Records from a data source:

┏━━

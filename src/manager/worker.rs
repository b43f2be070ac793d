//! # Delivery queue items and the dispatch worker.
//!
//! A single dedicated worker task drains the bounded FIFO and performs all
//! fan-out. Producers only ever touch the queue; they never take the registry
//! lock.
//!
//! ## Dispatch pass (per queue item)
//! ```text
//! dequeue ──► LF remap (kernel-origin ids only)
//!         ──► cache update (cacheable types, before fan-out)
//!         ──► collect: write-lock bucket, bump ref_count + set in_use
//!             on every matching live entry, unlock
//!         ──► invoke callbacks one at a time, panic-isolated, no lock held
//!         ──► re-lock: clear in_use, drop ref_count, sweep entries that hit
//!             zero or were marked for delete into the garbage list
//!         ──► drain garbage (disable hooks run outside the lock)
//! ```
//!
//! A failing or panicking observer never aborts the pass; delivery continues
//! to the remaining matching entries and processing continues with the next
//! queued event. Nothing is retried.

use std::sync::atomic::Ordering;
use std::sync::Arc;

use futures::FutureExt;
use tokio::sync::mpsc;
use tokio_util::sync::CancellationToken;
use tracing::{debug, warn};

use crate::manager::entry::EventEntry;
use crate::manager::Shared;
use crate::types::{DomainId, EventData, EventType, ParticipantId};

/// One queued event. Owns the payload copy taken at enqueue time; dropping
/// the item (worker consumption or queue teardown) frees it.
pub(crate) struct QueueItem {
    pub(crate) participant: ParticipantId,
    pub(crate) domain: DomainId,
    pub(crate) event_type: EventType,
    pub(crate) payload: Option<EventData>,
    /// True if the event originated from a lower-layer/kernel source and its
    /// participant id still needs remapping to the logical id space.
    pub(crate) is_lf_origin: bool,
}

/// Worker loop; runs until the token fires or the queue closes. Items left
/// in the queue at shutdown are dropped with the receiver, payloads included.
pub(crate) async fn run_worker(
    shared: Arc<Shared>,
    mut rx: mpsc::Receiver<QueueItem>,
    token: CancellationToken,
) {
    loop {
        tokio::select! {
            _ = token.cancelled() => break,
            item = rx.recv() => match item {
                Some(item) => shared.process_item(item).await,
                None => break,
            },
        }
    }
    debug!("event dispatch worker stopped");
}

impl Shared {
    /// Processes one dequeued event end to end.
    pub(crate) async fn process_item(&self, item: QueueItem) {
        let QueueItem {
            mut participant,
            domain,
            event_type,
            payload,
            is_lf_origin,
        } = item;

        if is_lf_origin {
            participant = match self.catalog.remap_lf_participant(participant) {
                Some(mapped) => mapped,
                // Participant-create announces an id that is not mapped yet;
                // it targets the primary participant. Anything else without a
                // mapping has no destination.
                None if event_type == EventType::ParticipantCreate => ParticipantId::PRIMARY,
                None => {
                    debug!(
                        event = event_type.as_label(),
                        raw_participant = %participant,
                        "dropping lower-layer event with no participant mapping"
                    );
                    return;
                }
            };
        }

        // Update the cache before fan-out so observers that read it during
        // this pass see the new value.
        self.cache
            .update(event_type, participant, domain, payload.as_ref())
            .await;

        self.dispatch(event_type, participant, domain, payload.as_ref())
            .await;
    }

    /// Fan-out of one event to every matching live entry.
    pub(crate) async fn dispatch(
        &self,
        event_type: EventType,
        participant: ParticipantId,
        domain: DomainId,
        payload: Option<&EventData>,
    ) {
        debug!(
            event = event_type.as_label(),
            participant = %participant,
            domain = %domain,
            has_payload = payload.is_some(),
            "dispatching event"
        );

        // Collect pass: borrow every matching live entry under the lock.
        // The ref_count bump plus in_use keeps each one out of teardown
        // while its callback runs with no lock held.
        let targets: Vec<Arc<EventEntry>> = {
            let table = self.registry.buckets.write().await;
            table
                .bucket(event_type)
                .iter()
                .filter(|e| {
                    e.is_live()
                        && e.matches_signal(self.catalog.as_ref(), event_type, participant, domain)
                })
                .map(|e| {
                    e.ref_count.fetch_add(1, Ordering::AcqRel);
                    e.in_use.store(true, Ordering::Release);
                    Arc::clone(e)
                })
                .collect()
        };

        for entry in &targets {
            self.invoke(entry, participant, domain, payload).await;
        }

        // Return pass: drop the borrowed references and sweep anything that
        // reached zero or was marked for delete while in use.
        let mut swept = false;
        {
            let mut table = self.registry.buckets.write().await;
            for entry in &targets {
                entry.in_use.store(false, Ordering::Release);
                let remaining = entry.ref_count.fetch_sub(1, Ordering::AcqRel) - 1;
                if remaining <= 0 || entry.is_marked() {
                    if table.remove_entry(entry) {
                        self.registry.push_garbage(Arc::clone(entry)).await;
                        swept = true;
                    }
                }
            }
        }

        if swept {
            self.dump_garbage().await;
        }
    }

    /// Invokes one callback, isolating panics and logging failures. The
    /// observer status is informational only.
    async fn invoke(
        &self,
        entry: &Arc<EventEntry>,
        participant: ParticipantId,
        domain: DomainId,
        payload: Option<&EventData>,
    ) {
        let fut = entry.observer.on_event(
            entry.context,
            participant,
            domain,
            &entry.descriptor,
            payload,
        );
        match std::panic::AssertUnwindSafe(fut).catch_unwind().await {
            Ok(Ok(())) => {}
            Ok(Err(err)) => debug!(
                observer = entry.observer.name(),
                event = entry.event_type().as_label(),
                error = err.as_label(),
                "observer returned an error"
            ),
            Err(_) => warn!(
                observer = entry.observer.name(),
                event = entry.event_type().as_label(),
                "observer panicked during delivery"
            ),
        }
    }
}
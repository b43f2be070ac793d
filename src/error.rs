//! Error types used by the event manager.
//!
//! [`EventError`] covers every synchronous failure the API surface can
//! return. Asynchronous dispatch failures (an observer returning an error or
//! panicking, a group disable hook failing) are logged by the worker and never
//! propagate to the signaling caller; `signal` only reports whether the event
//! was accepted into the pipeline.

use thiserror::Error;

use crate::types::{EventType, ParticipantId};

/// Errors produced by the event manager API.
#[non_exhaustive]
#[derive(Error, Debug)]
pub enum EventError {
    /// The participant named in a registration filter does not exist.
    #[error("participant {0} not found")]
    ParticipantNotFound(ParticipantId),

    /// The participant exists but does not declare the requested event type.
    #[error("event {event_type} not declared by participant {participant}")]
    EventNotFound {
        participant: ParticipantId,
        event_type: EventType,
    },

    /// Registration raced with teardown of the same entry; the caller may
    /// retry once the in-flight unregistration completes.
    #[error("entry is mid-teardown; retry registration")]
    NoCreate,

    /// The event type is currently suppressed by the filter table. Not an
    /// operational error: the event was simply not delivered.
    #[error("event {0} is filtered")]
    Filtered(EventType),

    /// The delivery queue has been shut down; no further events are accepted.
    #[error("event queue is closed")]
    QueueClosed,

    /// Operation attempted before `start` or after shutdown on a subsystem
    /// that requires an initialized state.
    #[error("event manager not initialized")]
    NotInitialized,

    /// A group enable hook rejected the registration; the entry was rolled
    /// back and the registry left unchanged.
    #[error("event enable failed: {0}")]
    EnableFailed(String),

    /// An observer reported a failure. Informational; never aborts dispatch.
    #[error("observer error: {0}")]
    Observer(String),

    /// Invariant violation that should never happen.
    #[error("unspecified internal error: {0}")]
    Unspecified(&'static str),
}

impl EventError {
    /// Short stable label (snake_case) for logs/metrics.
    pub fn as_label(&self) -> &'static str {
        match self {
            EventError::ParticipantNotFound(_) => "participant_not_found",
            EventError::EventNotFound { .. } => "event_not_found",
            EventError::NoCreate => "no_create",
            EventError::Filtered(_) => "event_filtered",
            EventError::QueueClosed => "queue_closed",
            EventError::NotInitialized => "not_initialized",
            EventError::EnableFailed(_) => "enable_failed",
            EventError::Observer(_) => "observer_error",
            EventError::Unspecified(_) => "unspecified",
        }
    }
}
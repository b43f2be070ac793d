//! # Event manager configuration.
//!
//! Provides [`EventConfig`], settings for the delivery queue and dispatch
//! worker, passed to [`EventManager::new`](crate::EventManager::new).
//!
//! ## Sentinel values
//! - `queue_capacity = 0` → clamped to 1 (the queue is always bounded).

/// Configuration for the event manager.
///
/// All fields are public for flexibility; prefer the clamped accessors so
/// sentinel handling stays in one place.
#[derive(Clone, Debug)]
pub struct EventConfig {
    /// Capacity of the bounded delivery queue.
    ///
    /// Producers calling `signal` suspend once the queue holds this many
    /// undelivered events; they never block on the registry lock. Minimum
    /// effective value is 1.
    pub queue_capacity: usize,

    /// Whether a newly registered observer synchronously receives one
    /// baseline event carrying the cached last-known value for its event
    /// type, if one exists.
    pub baseline_delivery: bool,
}

impl EventConfig {
    /// Queue capacity clamped to a minimum of 1.
    #[inline]
    pub fn queue_capacity_clamped(&self) -> usize {
        self.queue_capacity.max(1)
    }
}

impl Default for EventConfig {
    /// Default configuration:
    ///
    /// - `queue_capacity = 1024`
    /// - `baseline_delivery = true`
    fn default() -> Self {
        Self {
            queue_capacity: 1024,
            baseline_delivery: true,
        }
    }
}
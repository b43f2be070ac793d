//! # Event filter table.
//!
//! A dense bitset over the event-type space used to suppress externally
//! sourced events while a simulation/test harness injects synthetic ones.
//! Only `signal` consults it; `signal_unfiltered` and the lower-layer path
//! bypass it.
//!
//! Toggling is idempotent: filtering a filtered type or unfiltering an
//! unfiltered one is a no-op.

use std::sync::atomic::{AtomicU64, Ordering};

use crate::types::{EventType, MAX_EVENT_TYPES};

// One u64 covers the whole space.
const _: () = assert!(MAX_EVENT_TYPES <= 64);

/// Dense per-type suppression bits.
#[derive(Debug, Default)]
pub(crate) struct FilterTable {
    bits: AtomicU64,
}

impl FilterTable {
    pub(crate) fn new() -> Self {
        Self::default()
    }

    #[inline]
    fn mask(event_type: EventType) -> u64 {
        1u64 << event_type.index()
    }

    /// Suppress normal-path delivery of this type.
    pub(crate) fn set(&self, event_type: EventType) {
        self.bits.fetch_or(Self::mask(event_type), Ordering::AcqRel);
    }

    /// Restore normal-path delivery of this type.
    pub(crate) fn clear(&self, event_type: EventType) {
        self.bits.fetch_and(!Self::mask(event_type), Ordering::AcqRel);
    }

    /// Clear every bit regardless of prior state.
    pub(crate) fn clear_all(&self) {
        self.bits.store(0, Ordering::Release);
    }

    pub(crate) fn is_filtered(&self, event_type: EventType) -> bool {
        self.bits.load(Ordering::Acquire) & Self::mask(event_type) != 0
    }
}

#[cfg(test)]
mod tests {
    use super::*;

    #[test]
    fn test_toggle_is_idempotent() {
        let table = FilterTable::new();
        let ty = EventType::PowerSourceChanged;

        table.set(ty);
        table.set(ty);
        assert!(table.is_filtered(ty));

        table.clear(ty);
        table.clear(ty);
        assert!(!table.is_filtered(ty));
    }

    #[test]
    fn test_clear_all_resets_every_bit() {
        let table = FilterTable::new();
        table.set(EventType::DisplayOff);
        table.set(EventType::LidStateChanged);
        table.set(EventType::AcpiThermalEvent);

        table.clear_all();
        for ty in EventType::ALL {
            assert!(!table.is_filtered(ty));
        }
    }

    #[test]
    fn test_bits_are_independent() {
        let table = FilterTable::new();
        table.set(EventType::DisplayOff);
        assert!(table.is_filtered(EventType::DisplayOff));
        assert!(!table.is_filtered(EventType::DisplayOn));
    }
}
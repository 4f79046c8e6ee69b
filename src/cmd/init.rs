//! Init command CLI handler.

use super::runtime;
use crate::config::SeederYamlConfig;
use crate::loader;
use crate::schema;
use anyhow::Context;

pub fn run(config: SeederYamlConfig) -> anyhow::Result<()> {
    let pg_config = config.database.to_pg_config()?;

    let rt = runtime()?;
    rt.block_on(async {
        let client = loader::connect(&pg_config).await?;
        schema::initialize(&client, &config.schema).await
    })
    .context("schema initialization failed")?;

    eprintln!(
        "Recreated tables {} and {}",
        config.schema.parent_table, config.schema.child_table
    );
    Ok(())
}
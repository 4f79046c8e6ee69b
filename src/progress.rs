//! Shared progress tracking utilities.
//!
//! [`track`] wraps an encoded stream and reports the running byte count to a
//! callback, so the CLI can drive one spinner per table while a load runs.

use crate::encoder::RowStream;
use futures::StreamExt;
use indicatif::{MultiProgress, ProgressBar, ProgressStyle};
use std::sync::Arc;
use std::time::Duration;

/// Callback receiving the total bytes delivered so far
pub type ByteCallback = Arc<dyn Fn(u64) + Send + Sync>;

/// Pass `stream` through unchanged, calling `callback` after every chunk.
pub fn track(stream: RowStream, callback: ByteCallback) -> RowStream {
    let mut bytes_seen = 0u64;
    stream
        .inspect(move |item| {
            if let Ok(chunk) = item {
                bytes_seen += chunk.len() as u64;
                callback(bytes_seen);
            }
        })
        .boxed()
}

/// Byte callbacks for the two streams of a load
#[derive(Clone, Default)]
pub struct LoadProgress {
    pub parents: Option<ByteCallback>,
    pub children: Option<ByteCallback>,
}

impl LoadProgress {
    pub fn none() -> Self {
        Self::default()
    }

    /// Console spinners, one per table, under a shared [`MultiProgress`]
    pub fn spinners(parent_table: &str, child_table: &str) -> (Self, MultiProgress) {
        let multi = MultiProgress::new();
        let parents = multi.add(spinner(parent_table));
        let children = multi.add(spinner(child_table));

        let progress = Self {
            parents: Some(bar_callback(parents)),
            children: Some(bar_callback(children)),
        };
        (progress, multi)
    }

    pub(crate) fn wrap_parents(&self, stream: RowStream) -> RowStream {
        match &self.parents {
            Some(cb) => track(stream, cb.clone()),
            None => stream,
        }
    }

    pub(crate) fn wrap_children(&self, stream: RowStream) -> RowStream {
        match &self.children {
            Some(cb) => track(stream, cb.clone()),
            None => stream,
        }
    }
}

fn spinner(table: &str) -> ProgressBar {
    let pb = ProgressBar::new_spinner();
    if let Ok(style) = ProgressStyle::with_template(
        "{spinner:.green} [{elapsed_precise}] {prefix}: {bytes} ({bytes_per_sec})",
    ) {
        pb.set_style(style.tick_chars("⠋⠙⠹⠸⠼⠴⠦⠧⠇⠏"));
    }
    pb.set_prefix(table.to_string());
    pb.enable_steady_tick(Duration::from_millis(100));
    pb
}

fn bar_callback(pb: ProgressBar) -> ByteCallback {
    Arc::new(move |bytes: u64| pb.set_position(bytes))
}
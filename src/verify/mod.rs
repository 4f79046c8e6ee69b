//! Post-load consistency checks.
//!
//! Counts committed rows in both tables and looks for broken parent/child
//! relationships:
//! - children whose key matches no parent (orphans)
//! - parents whose child count differs from the expected fan-out

use crate::error::SeedError;
use crate::schema::{quote_ident, SeedSchema};
use serde::Serialize;
use std::fmt;
use tokio_postgres::Client;

#[derive(Debug, Clone, PartialEq, Eq, Serialize)]
pub struct VerifySummary {
    pub parent_table: String,
    pub child_table: String,
    pub parents: u64,
    pub children: u64,
    pub orphans: u64,
    /// Only checked when an expected fan-out was given
    #[serde(skip_serializing_if = "Option::is_none")]
    pub uneven_parents: Option<u64>,
}

impl VerifySummary {
    pub fn is_consistent(&self) -> bool {
        self.orphans == 0 && self.uneven_parents.unwrap_or(0) == 0
    }
}

impl fmt::Display for VerifySummary {
    fn fmt(&self, f: &mut fmt::Formatter<'_>) -> fmt::Result {
        writeln!(f, "  {}: {} rows", self.parent_table, self.parents)?;
        writeln!(f, "  {}: {} rows", self.child_table, self.children)?;
        writeln!(f, "  Orphaned children: {}", self.orphans)?;
        if let Some(uneven) = self.uneven_parents {
            writeln!(f, "  Parents with unexpected child count: {}", uneven)?;
        }
        Ok(())
    }
}

/// Inspect the seeded tables. `children_per_parent` enables the fan-out check.
pub async fn verify(
    client: &Client,
    schema: &SeedSchema,
    children_per_parent: Option<usize>,
) -> Result<VerifySummary, SeedError> {
    let parent = quote_ident(&schema.parent_table);
    let child = quote_ident(&schema.child_table);
    let fk = quote_ident(&schema.parent_key_column);

    let parents = count(client, &schema.parent_table, &format!("SELECT count(*) FROM {}", parent)).await?;
    let children = count(client, &schema.child_table, &format!("SELECT count(*) FROM {}", child)).await?;
    let orphans = count(
        client,
        &schema.child_table,
        &format!(
            "SELECT count(*) FROM {child} c LEFT JOIN {parent} p ON p.\"id\" = c.{fk} WHERE p.\"id\" IS NULL"
        ),
    )
    .await?;

    let uneven_parents = match children_per_parent {
        Some(expected) => Some(
            count(
                client,
                &schema.parent_table,
                &format!(
                    "SELECT count(*) FROM {parent} p \
                     LEFT JOIN (SELECT {fk} AS pid, count(*) AS n FROM {child} GROUP BY {fk}) c \
                     ON c.pid = p.\"id\" \
                     WHERE coalesce(c.n, 0) <> {expected}"
                ),
            )
            .await?,
        ),
        None => None,
    };

    Ok(VerifySummary {
        parent_table: schema.parent_table.clone(),
        child_table: schema.child_table.clone(),
        parents,
        children,
        orphans,
        uneven_parents,
    })
}

async fn count(client: &Client, table: &str, sql: &str) -> Result<u64, SeedError> {
    let row = client
        .query_one(sql, &[])
        .await
        .map_err(|e| SeedError::from_postgres(table, e))?;
    let n: i64 = row
        .try_get(0)
        .map_err(|e| SeedError::from_postgres(table, e))?;
    Ok(n.max(0) as u64)
}
//! Writes encoded streams to CSV files.

use crate::encoder::RowStream;
use futures::StreamExt;
use std::path::{Path, PathBuf};
use tokio::fs::File;
use tokio::io::{AsyncWriteExt, BufWriter};

pub const WRITER_BUFFER_SIZE: usize = 256 * 1024;

pub struct CsvFileWriter {
    path: PathBuf,
    writer: BufWriter<File>,
    bytes_written: u64,
}

impl CsvFileWriter {
    pub async fn create(path: &Path) -> std::io::Result<Self> {
        let file = File::create(path).await?;
        Ok(Self {
            path: path.to_path_buf(),
            writer: BufWriter::with_capacity(WRITER_BUFFER_SIZE, file),
            bytes_written: 0,
        })
    }

    pub fn path(&self) -> &Path {
        &self.path
    }

    /// Drain `stream` into the file and flush. Returns the bytes written.
    pub async fn write_stream(mut self, mut stream: RowStream) -> anyhow::Result<u64> {
        while let Some(chunk) = stream.next().await {
            let chunk = chunk?;
            self.writer.write_all(&chunk).await?;
            self.bytes_written += chunk.len() as u64;
        }
        self.writer.flush().await?;
        Ok(self.bytes_written)
    }
}

/// File name used for a table's dump
pub fn dump_path(dir: &Path, table: &str) -> PathBuf {
    dir.join(format!("{}.csv", table))
}
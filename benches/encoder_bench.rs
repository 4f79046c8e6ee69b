use criterion::{criterion_group, criterion_main, BenchmarkId, Criterion, Throughput};
use futures::executor::block_on;
use futures::StreamExt;
use sql_seeder::encoder::{CsvFormat, DualStreamEncoder, RowBuffer, RowStream};
use sql_seeder::generator::Generator;
use std::hint::black_box;

fn drain(mut stream: RowStream) -> u64 {
    block_on(async {
        let mut bytes = 0u64;
        while let Some(chunk) = stream.next().await {
            bytes += chunk.unwrap().len() as u64;
        }
        bytes
    })
}

fn encoded_size(gen: &Generator) -> u64 {
    let streams = DualStreamEncoder::default().encode(gen);
    drain(streams.parents) + drain(streams.children)
}

fn bench_generator(c: &mut Criterion) {
    let mut group = c.benchmark_group("generator");

    for parents in [100, 1000, 10000] {
        let gen = Generator::new(parents, 10, 42);
        group.throughput(Throughput::Elements(parents as u64 * 11));
        group.bench_with_input(
            BenchmarkId::new("units", format!("{}_parents", parents)),
            &gen,
            |b, gen| b.iter(|| black_box(gen.units().count())),
        );
    }

    group.finish();
}

fn bench_dual_stream(c: &mut Criterion) {
    let mut group = c.benchmark_group("dual_stream");

    for (parents, children) in [(1000, 10), (100, 1000), (10000, 1)] {
        let gen = Generator::new(parents, children, 42);
        group.throughput(Throughput::Bytes(encoded_size(&gen)));
        group.bench_with_input(
            BenchmarkId::new("encode", format!("{}x{}", parents, children)),
            &gen,
            |b, gen| {
                b.iter(|| {
                    let streams = DualStreamEncoder::default().encode(gen);
                    black_box(drain(streams.parents) + drain(streams.children))
                })
            },
        );
    }

    group.finish();
}

fn bench_chunk_sizes(c: &mut Criterion) {
    let mut group = c.benchmark_group("chunk_size");
    let gen = Generator::new(200, 100, 42);
    group.throughput(Throughput::Bytes(encoded_size(&gen)));

    for chunk_size in [4 * 1024, 16 * 1024, 64 * 1024, 256 * 1024] {
        group.bench_with_input(
            BenchmarkId::new("children", format!("{}KB", chunk_size / 1024)),
            &chunk_size,
            |b, &chunk_size| {
                b.iter(|| {
                    let encoder = DualStreamEncoder::default().with_chunk_size(chunk_size);
                    black_box(drain(encoder.encode(&gen).children))
                })
            },
        );
    }

    group.finish();
}

fn bench_field_quoting(c: &mut Criterion) {
    let mut group = c.benchmark_group("field_quoting");
    let plain = "Acme Widgets and Sons";
    let quoted = "Acme, \"Widgets\"\nand Sons";

    for (label, text) in [("plain", plain), ("quoted", quoted)] {
        group.throughput(Throughput::Elements(1000));
        group.bench_function(label, |b| {
            b.iter(|| {
                let mut rows = RowBuffer::new(CsvFormat::default());
                for _ in 0..1000 {
                    rows.row(|r| r.text("name", black_box(text))).unwrap();
                }
                black_box(rows.take_chunk())
            })
        });
    }

    group.finish();
}

criterion_group!(
    benches,
    bench_generator,
    bench_dual_stream,
    bench_chunk_sizes,
    bench_field_quoting,
);

criterion_main!(benches);
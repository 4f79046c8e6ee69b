// Allow dead code for items that are part of the public API but only used in tests
#![allow(dead_code)]

mod cmd;
mod config;
mod encoder;
mod error;
mod generator;
mod loader;
mod pipeline;
mod progress;
mod schema;
mod verify;
mod writer;

use clap::Parser;
use cmd::Cli;

fn main() {
    let cli = Cli::parse();

    if let Err(e) = cmd::run(cli) {
        eprintln!("{e:#}");
        std::process::exit(1);
    }
}
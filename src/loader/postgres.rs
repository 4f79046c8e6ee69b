//! PostgreSQL `COPY ... FROM STDIN` backend for the loader.

use super::{load, BulkSession, LoadOptions, LoadStats};
use crate::encoder::{EncodedStreams, RowStream};
use crate::error::SeedError;
use crate::schema::CopyTarget;
use async_trait::async_trait;
use bytes::Bytes;
use futures::{SinkExt, StreamExt};
use tokio_postgres::{Client, Config, NoTls, Transaction};

#[async_trait]
impl<'a> BulkSession for Transaction<'a> {
    async fn copy_rows(&mut self, target: &CopyTarget, mut rows: RowStream) -> Result<u64, SeedError> {
        let sink = self
            .copy_in::<str, Bytes>(target.statement.as_str())
            .await
            .map_err(|e| SeedError::from_postgres(&target.table, e))?;
        futures::pin_mut!(sink);

        while let Some(chunk) = rows.next().await {
            // Returning early drops the sink unfinished, which aborts the COPY.
            let chunk = chunk?;
            sink.send(chunk)
                .await
                .map_err(|e| SeedError::from_postgres(&target.table, e))?;
        }

        sink.as_mut()
            .finish()
            .await
            .map_err(|e| SeedError::from_postgres(&target.table, e))
    }

    async fn commit(self) -> Result<(), SeedError> {
        Transaction::commit(self)
            .await
            .map_err(|e| SeedError::from_postgres("transaction commit", e))
    }

    async fn rollback(self) -> Result<(), SeedError> {
        Transaction::rollback(self)
            .await
            .map_err(|e| SeedError::from_postgres("transaction rollback", e))
    }
}

/// Connect without TLS and drive the connection on a background task
pub async fn connect(config: &Config) -> Result<Client, SeedError> {
    let (client, connection) = config
        .connect(NoTls)
        .await
        .map_err(|e| SeedError::Connection(Box::new(e)))?;

    tokio::spawn(async move {
        if let Err(e) = connection.await {
            eprintln!("Warning: database connection closed with error: {}", e);
        }
    });

    Ok(client)
}

/// Open a transaction on `client` and load both streams through it
pub async fn load_postgres(
    client: &mut Client,
    streams: EncodedStreams,
    options: &LoadOptions,
) -> Result<LoadStats, SeedError> {
    let transaction = client
        .transaction()
        .await
        .map_err(|e| SeedError::from_postgres("transaction begin", e))?;
    load(transaction, streams, options).await
}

┗━━

▶ **TASK BRIEF**
The answer must be every line of the data that contains the word "ProgressBar".

▶ **TASK ANSWER**
use indicatif::{MultiProgress, ProgressBar, ProgressStyle};
fn spinner(table: &str) -> ProgressBar {
    let pb = ProgressBar::new_spinner();
fn bar_callback(pb: ProgressBar) -> ByteCallback {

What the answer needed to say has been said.